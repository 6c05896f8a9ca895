use crate::domains::admin::models::{
    AdminAuthResponse, AdminCountResponse, AdminResponse, AdminRole, RegisterAdminRequest,
    SinceQuery, UpdateAdminRequest,
};
use crate::domains::auth::models::{AccountKind, ChangePasswordRequest, LoginRequest, MessageResponse};
use crate::shared::services::AppState;
use crate::shared::errors::AccountError;
use crate::shared::middleware::auth::AuthenticatedAccount;
use crate::shared::utils::{
    validate_email, validate_names, validate_password, validate_username, AdminPage, Page, PageParams, SearchParams,
    ADMIN_SORT_FIELDS,
};
use axum::{extract::{Path, Query, State}, http::StatusCode, Json};

// 관리자 등록 핸들러
#[utoipa::path(
    post,
    path = "/api/admin/register",
    request_body = RegisterAdminRequest,
    responses(
        (status = 201, description = "Admin registered successfully", body = AdminAuthResponse),
        (status = 400, description = "Validation error or admin username / email already exists")
    ),
    tag = "Admins"
)]
pub async fn register(
    State(app_state): State<AppState>,
    Json(request): Json<RegisterAdminRequest>,
) -> Result<(StatusCode, Json<AdminAuthResponse>), (StatusCode, Json<serde_json::Value>)> {
    validate_username(&request.username).map_err(AccountError::Validation)?;
    validate_email(&request.email).map_err(AccountError::Validation)?;
    validate_password(&request.password).map_err(AccountError::Validation)?;
    validate_names(request.first_name.as_deref(), request.last_name.as_deref()).map_err(AccountError::Validation)?;

    let admin = app_state
        .admin_state
        .admin_service
        .register(request)
        .await
        .map_err(|e: AccountError| -> (StatusCode, Json<serde_json::Value>) { e.into() })?;

    Ok((
        StatusCode::CREATED,
        Json(AdminAuthResponse {
            message: "Admin registered successfully".to_string(),
            success: true,
            admin: Some(admin.into()),
            access_token: None,
        }),
    ))
}

// 관리자 로그인 핸들러 (last_login 갱신)
#[utoipa::path(
    post,
    path = "/api/admin/login",
    request_body = LoginRequest,
    responses(
        (status = 200, description = "Login successful", body = AdminAuthResponse),
        (status = 401, description = "Invalid credentials or inactive account")
    ),
    tag = "Admins"
)]
pub async fn login(
    State(app_state): State<AppState>,
    Json(request): Json<LoginRequest>,
) -> Result<Json<AdminAuthResponse>, (StatusCode, Json<serde_json::Value>)> {
    let admin = app_state
        .admin_state
        .admin_service
        .authenticate(&request.username, &request.password)
        .await
        .map_err(|e: AccountError| -> (StatusCode, Json<serde_json::Value>) { e.into() })?;

    let access_token = app_state
        .auth_state
        .jwt_service
        .generate_access_token(admin.id, &admin.username, AccountKind::Admin)
        .map_err(|e: AccountError| -> (StatusCode, Json<serde_json::Value>) { e.into() })?;

    Ok(Json(AdminAuthResponse {
        message: "Login successful".to_string(),
        success: true,
        admin: Some(admin.into()),
        access_token: Some(access_token),
    }))
}

/// 현재 관리자 정보 조회 (관리자 토큰만 허용)
#[utoipa::path(
    get,
    path = "/api/admin/me",
    responses(
        (status = 200, description = "Admin information retrieved successfully", body = AdminResponse),
        (status = 401, description = "Unauthorized (missing, invalid or non-admin token)"),
        (status = 404, description = "Admin not found")
    ),
    tag = "Admins",
    security(("BearerAuth" = []))
)]
pub async fn get_me(
    State(app_state): State<AppState>,
    account: AuthenticatedAccount,
) -> Result<Json<AdminResponse>, (StatusCode, Json<serde_json::Value>)> {
    if account.kind != AccountKind::Admin {
        return Err(AccountError::InvalidToken.into());
    }

    let admin = app_state
        .admin_state
        .admin_service
        .find_by_id(account.account_id)
        .await
        .map_err(|e: AccountError| -> (StatusCode, Json<serde_json::Value>) { e.into() })?;

    Ok(Json(admin.into()))
}

#[utoipa::path(
    get,
    path = "/api/admin/{id}",
    params(("id" = u64, Path, description = "Admin ID")),
    responses(
        (status = 200, description = "Admin found", body = AdminResponse),
        (status = 404, description = "Admin not found")
    ),
    tag = "Admins"
)]
pub async fn get_admin(
    State(app_state): State<AppState>,
    Path(id): Path<u64>,
) -> Result<Json<AdminResponse>, (StatusCode, Json<serde_json::Value>)> {
    let admin = app_state
        .admin_state
        .admin_service
        .find_by_id(id)
        .await
        .map_err(|e: AccountError| -> (StatusCode, Json<serde_json::Value>) { e.into() })?;

    Ok(Json(admin.into()))
}

#[utoipa::path(
    get,
    path = "/api/admin/username/{username}",
    params(("username" = String, Path, description = "Admin username")),
    responses(
        (status = 200, description = "Admin found", body = AdminResponse),
        (status = 404, description = "Admin not found")
    ),
    tag = "Admins"
)]
pub async fn get_admin_by_username(
    State(app_state): State<AppState>,
    Path(username): Path<String>,
) -> Result<Json<AdminResponse>, (StatusCode, Json<serde_json::Value>)> {
    let admin = app_state
        .admin_state
        .admin_service
        .find_by_username(&username)
        .await
        .map_err(|e: AccountError| -> (StatusCode, Json<serde_json::Value>) { e.into() })?;

    Ok(Json(admin.into()))
}

/// 활성 관리자 목록 (페이지)
#[utoipa::path(
    get,
    path = "/api/admin",
    params(PageParams),
    responses(
        (status = 200, description = "Active admins", body = AdminPage),
        (status = 400, description = "Unsupported sort field or direction")
    ),
    tag = "Admins"
)]
pub async fn list_admins(
    State(app_state): State<AppState>,
    Query(params): Query<PageParams>,
) -> Result<Json<Page<AdminResponse>>, (StatusCode, Json<serde_json::Value>)> {
    let page = params.to_request(ADMIN_SORT_FIELDS).map_err(AccountError::Validation)?;

    let admins = app_state
        .admin_state
        .admin_service
        .list_paged(&page)
        .await
        .map_err(|e: AccountError| -> (StatusCode, Json<serde_json::Value>) { e.into() })?;

    Ok(Json(admins.map(AdminResponse::from)))
}

#[utoipa::path(
    get,
    path = "/api/admin/search",
    params(SearchParams, PageParams),
    responses(
        (status = 200, description = "Matching active admins", body = AdminPage)
    ),
    tag = "Admins"
)]
pub async fn search_admins(
    State(app_state): State<AppState>,
    Query(search): Query<SearchParams>,
    Query(params): Query<PageParams>,
) -> Result<Json<Page<AdminResponse>>, (StatusCode, Json<serde_json::Value>)> {
    let page = params.to_request(ADMIN_SORT_FIELDS).map_err(AccountError::Validation)?;

    let admins = app_state
        .admin_state
        .admin_service
        .search(&search.query, &page)
        .await
        .map_err(|e: AccountError| -> (StatusCode, Json<serde_json::Value>) { e.into() })?;

    Ok(Json(admins.map(AdminResponse::from)))
}

#[utoipa::path(
    get,
    path = "/api/admin/role/{role}",
    params(("role" = AdminRole, Path, description = "SUPER_ADMIN | ADMIN | MODERATOR | SUPPORT")),
    responses(
        (status = 200, description = "Admins with the role", body = [AdminResponse])
    ),
    tag = "Admins"
)]
pub async fn get_admins_by_role(
    State(app_state): State<AppState>,
    Path(role): Path<AdminRole>,
) -> Result<Json<Vec<AdminResponse>>, (StatusCode, Json<serde_json::Value>)> {
    let admins = app_state
        .admin_state
        .admin_service
        .find_by_role(role)
        .await
        .map_err(|e: AccountError| -> (StatusCode, Json<serde_json::Value>) { e.into() })?;

    Ok(Json(admins.iter().map(AdminResponse::from).collect()))
}

#[utoipa::path(
    put,
    path = "/api/admin/{id}",
    params(("id" = u64, Path, description = "Admin ID")),
    request_body = UpdateAdminRequest,
    responses(
        (status = 200, description = "Admin updated", body = AdminResponse),
        (status = 400, description = "Validation error or admin email already exists"),
        (status = 404, description = "Admin not found")
    ),
    tag = "Admins"
)]
pub async fn update_admin(
    State(app_state): State<AppState>,
    Path(id): Path<u64>,
    Json(request): Json<UpdateAdminRequest>,
) -> Result<Json<AdminResponse>, (StatusCode, Json<serde_json::Value>)> {
    if let Some(email) = &request.email {
        validate_email(email).map_err(AccountError::Validation)?;
    }
    validate_names(request.first_name.as_deref(), request.last_name.as_deref()).map_err(AccountError::Validation)?;

    let admin = app_state
        .admin_state
        .admin_service
        .update(id, request)
        .await
        .map_err(|e: AccountError| -> (StatusCode, Json<serde_json::Value>) { e.into() })?;

    Ok(Json(admin.into()))
}

#[utoipa::path(
    put,
    path = "/api/admin/{id}/deactivate",
    params(("id" = u64, Path, description = "Admin ID")),
    responses(
        (status = 200, description = "Admin deactivated", body = MessageResponse),
        (status = 404, description = "Admin not found")
    ),
    tag = "Admins"
)]
pub async fn deactivate_admin(
    State(app_state): State<AppState>,
    Path(id): Path<u64>,
) -> Result<Json<MessageResponse>, (StatusCode, Json<serde_json::Value>)> {
    app_state
        .admin_state
        .admin_service
        .deactivate(id)
        .await
        .map_err(|e: AccountError| -> (StatusCode, Json<serde_json::Value>) { e.into() })?;

    Ok(Json(MessageResponse::ok("Admin deactivated successfully")))
}

#[utoipa::path(
    delete,
    path = "/api/admin/{id}",
    params(("id" = u64, Path, description = "Admin ID")),
    responses(
        (status = 204, description = "Admin deleted"),
        (status = 404, description = "Admin not found")
    ),
    tag = "Admins"
)]
pub async fn delete_admin(
    State(app_state): State<AppState>,
    Path(id): Path<u64>,
) -> Result<StatusCode, (StatusCode, Json<serde_json::Value>)> {
    app_state
        .admin_state
        .admin_service
        .delete(id)
        .await
        .map_err(|e: AccountError| -> (StatusCode, Json<serde_json::Value>) { e.into() })?;

    Ok(StatusCode::NO_CONTENT)
}

#[utoipa::path(
    post,
    path = "/api/admin/{id}/change-password",
    params(("id" = u64, Path, description = "Admin ID")),
    request_body = ChangePasswordRequest,
    responses(
        (status = 200, description = "Password changed", body = MessageResponse),
        (status = 400, description = "Current password is incorrect or new password invalid"),
        (status = 404, description = "Admin not found")
    ),
    tag = "Admins"
)]
pub async fn change_password(
    State(app_state): State<AppState>,
    Path(id): Path<u64>,
    Json(request): Json<ChangePasswordRequest>,
) -> Result<Json<MessageResponse>, (StatusCode, Json<serde_json::Value>)> {
    validate_password(&request.new_password).map_err(AccountError::Validation)?;

    app_state
        .admin_state
        .admin_service
        .change_password(id, &request.current_password, &request.new_password)
        .await
        .map_err(|e: AccountError| -> (StatusCode, Json<serde_json::Value>) { e.into() })?;

    Ok(Json(MessageResponse::ok("Password changed successfully")))
}

#[utoipa::path(
    get,
    path = "/api/admin/stats/count",
    responses(
        (status = 200, description = "Number of active admins", body = AdminCountResponse)
    ),
    tag = "Admins"
)]
pub async fn active_admin_count(
    State(app_state): State<AppState>,
) -> Result<Json<AdminCountResponse>, (StatusCode, Json<serde_json::Value>)> {
    let count = app_state
        .admin_state
        .admin_service
        .active_admin_count()
        .await
        .map_err(|e: AccountError| -> (StatusCode, Json<serde_json::Value>) { e.into() })?;

    Ok(Json(AdminCountResponse { count }))
}

#[utoipa::path(
    get,
    path = "/api/admin/stats/recent",
    params(SinceQuery),
    responses(
        (status = 200, description = "Admins that logged in since the given instant", body = AdminCountResponse)
    ),
    tag = "Admins"
)]
pub async fn recently_active_admin_count(
    State(app_state): State<AppState>,
    Query(query): Query<SinceQuery>,
) -> Result<Json<AdminCountResponse>, (StatusCode, Json<serde_json::Value>)> {
    let count = app_state
        .admin_state
        .admin_service
        .recently_active_admin_count(query.since)
        .await
        .map_err(|e: AccountError| -> (StatusCode, Json<serde_json::Value>) { e.into() })?;

    Ok(Json(AdminCountResponse { count }))
}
══════════════════════════════
▸ Description of the task
Count each line of the data where the word "Some" appears, then reply with the total only.

▸ Expected answer
4